La sensación que compartimos entre los escritorxs y el público local que llenó las instalaciones de la Literaturhaus fue que podíamos manifestarnos optimistas sobre el género, aunque —ay— no precisamente respecto del mundo. Es cierto que pocas narrativas están más atentas a las condiciones cambiantes a las que se ve arrojada nuestra existencia, y son más receptivas a incorporar temáticas y formas nuevas. Patricia Melo recordó la frase de uno de los grandes renovadores del género, James Ellroy, que alguna vez dijo que la literatura criminal de hoy era la prolongación de la tragedia griega.
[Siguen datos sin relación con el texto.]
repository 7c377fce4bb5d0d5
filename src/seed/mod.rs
pub mod data;

pub use data::*;
//! Virtual attribute models: declared in-memory attributes with defaults,
//! boolean and percentage accessors, simulated associations and bulk
//! assignment, all driven by a per-class schema registry.

pub mod config;
pub mod error;
pub mod logic;
pub mod model;
pub mod seed;
pub mod store;

pub use error::{ModelError, Result};

// Export logic types
pub use logic::{normalize_boolean, AssignOptions, Errors, MissingPolicy, Related};

// Export all model types
pub use model::*;

// Export store types
pub use store::{JsonRecord, MemoryLookup, Record, RecordLookup};
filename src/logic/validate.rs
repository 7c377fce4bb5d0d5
use crate::error::Result;
use crate::model::{is_blank, is_numeric, Model, Rule};
use serde::Serialize;

pub const NOT_A_NUMBER: &str = "is not a number";

/// Validation messages keyed by attribute, in the order attributes first failed
#[derive(Debug, Clone, Default, PartialEq, Serialize)]
pub struct Errors {
    messages: Vec<(String, Vec<String>)>,
}

impl Errors {
    pub fn add(&mut self, attribute: &str, message: &str) {
        match self.messages.iter().position(|(name, _)| name == attribute) {
            Some(index) => self.messages[index].1.push(message.to_string()),
            None => self
                .messages
                .push((attribute.to_string(), vec![message.to_string()])),
        }
    }

    /// Messages for `attribute`, empty when it is valid
    pub fn on(&self, attribute: &str) -> &[String] {
        self.messages
            .iter()
            .find(|(name, _)| name == attribute)
            .map(|(_, messages)| messages.as_slice())
            .unwrap_or(&[])
    }

    pub fn is_empty(&self) -> bool {
        self.messages.is_empty()
    }

    pub fn len(&self) -> usize {
        self.messages.iter().map(|(_, messages)| messages.len()).sum()
    }

    pub fn clear(&mut self) {
        self.messages.clear();
    }

    pub fn iter(&self) -> impl Iterator<Item = (&str, &str)> {
        self.messages.iter().flat_map(|(attribute, messages)| {
            messages
                .iter()
                .map(move |message| (attribute.as_str(), message.as_str()))
        })
    }
}

impl Model {
    /// Run every rule of the class chain; errors from a previous run are discarded.
    pub fn valid(&mut self) -> Result<bool> {
        self.errors.clear();

        let rules: Vec<Rule> = self
            .registry()
            .validations(self.class_id())
            .into_iter()
            .cloned()
            .collect();

        for rule in &rules {
            match rule {
                Rule::Numericality {
                    attribute,
                    allow_blank,
                } => {
                    let value = self.get(attribute)?;
                    if *allow_blank && is_blank(&value) {
                        continue;
                    }
                    if !is_numeric(&value) {
                        self.errors.add(attribute, NOT_A_NUMBER);
                    }
                }
            }
        }

        Ok(self.errors.is_empty())
    }

    pub fn errors(&self) -> &Errors {
        &self.errors
    }

    /// `"<Human attribute name> <message>"` for every error
    pub fn full_messages(&self) -> Vec<String> {
        self.errors
            .iter()
            .map(|(attribute, message)| {
                format!(
                    "{} {}",
                    self.registry()
                        .human_attribute_name(self.class_id(), attribute),
                    message
                )
            })
            .collect()
    }
}
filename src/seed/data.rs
use crate::error::Result;
use crate::model::{Registry, SchemaDef, Value};
use crate::store::{JsonRecord, MemoryLookup, Record};
use serde_json::json;
use std::sync::Arc;

/// Sample order-entry schema used when no schema file is configured
pub const SEED_SCHEMA: &str = r#"{
    "description": "Order entry form",
    "classes": [
        {
            "name": "Document",
            "attributes": [
                { "name": "status", "default": "draft" },
                { "name": "archived", "type": "boolean" }
            ]
        },
        {
            "name": "Order",
            "parent": "Document",
            "attributes": [
                { "name": "reference" },
                { "name": "discount", "type": "percentage" },
                { "name": "vat_rate", "default": 0.25 },
                { "name": "gift_wrap" }
            ],
            "booleans": ["gift_wrap"],
            "percentages": ["vat_rate"],
            "belongs_to": [
                { "name": "customer" },
                { "name": "billing_contact", "class_name": "Customer", "foreign_key": "billing_id" }
            ],
            "has_many": [
                { "name": "line_items" }
            ],
            "display_names": {
                "vat_rate": "VAT"
            }
        }
    ]
}"#;

pub fn seed_schema() -> Result<SchemaDef> {
    SchemaDef::from_json_str(SEED_SCHEMA)
}

/// Register in-memory lookups for the association targets of the seed schema
pub fn register_seed_lookups(registry: &mut Registry) {
    let customers: Vec<Arc<dyn Record>> = vec![
        Arc::new(JsonRecord::new(1).with_field("name", "Ada Lovelace")),
        Arc::new(JsonRecord::new(2).with_field("name", "Charles Babbage")),
    ];
    let line_items: Vec<Arc<dyn Record>> = vec![
        Arc::new(
            JsonRecord::new(10)
                .with_field("sku", "GEAR-01")
                .with_field("quantity", 2),
        ),
        Arc::new(
            JsonRecord::new(11)
                .with_field("sku", "CARD-80")
                .with_field("quantity", 80),
        ),
    ];

    registry.register_lookup("Customer", Arc::new(MemoryLookup::with_records(customers)));
    registry.register_lookup("LineItem", Arc::new(MemoryLookup::with_records(line_items)));
}

/// Form input used when no input file is configured
pub fn sample_input() -> Value {
    json!({
        "reference": "PO-1042",
        "archived": "0",
        "gift_wrap": "yes",
        "discount_percentage": "15",
        "customer_id": 1,
        "billing_id": "",
        "line_item_ids": [10, 11]
    })
}
pub mod accessor;
pub mod class;
pub mod common;
pub mod inflect;
pub mod instance;
pub mod registry;
pub mod rules;
pub mod schema;

pub use accessor::*;
pub use class::*;
pub use common::*;
pub use instance::*;
pub use registry::*;
pub use rules::*;
pub use schema::*;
Quizás lo sea, en el sentido en que grafica las infinitas formas con las que volvemos a tropezar con las mismas piedras, al menos hasta que entendamos que no basta con cambiar de compu — lo que hay que hacer es cambiar de sistema operativo.

Al menos quedó claro que cuando hablamos de crimen global, todos sabemos a qué nos referimos a pesar de provenir de las latitudes más variadas. Otra cosa es sin embargo el crimen de los globos, que sigue siendo una especialidad argentina.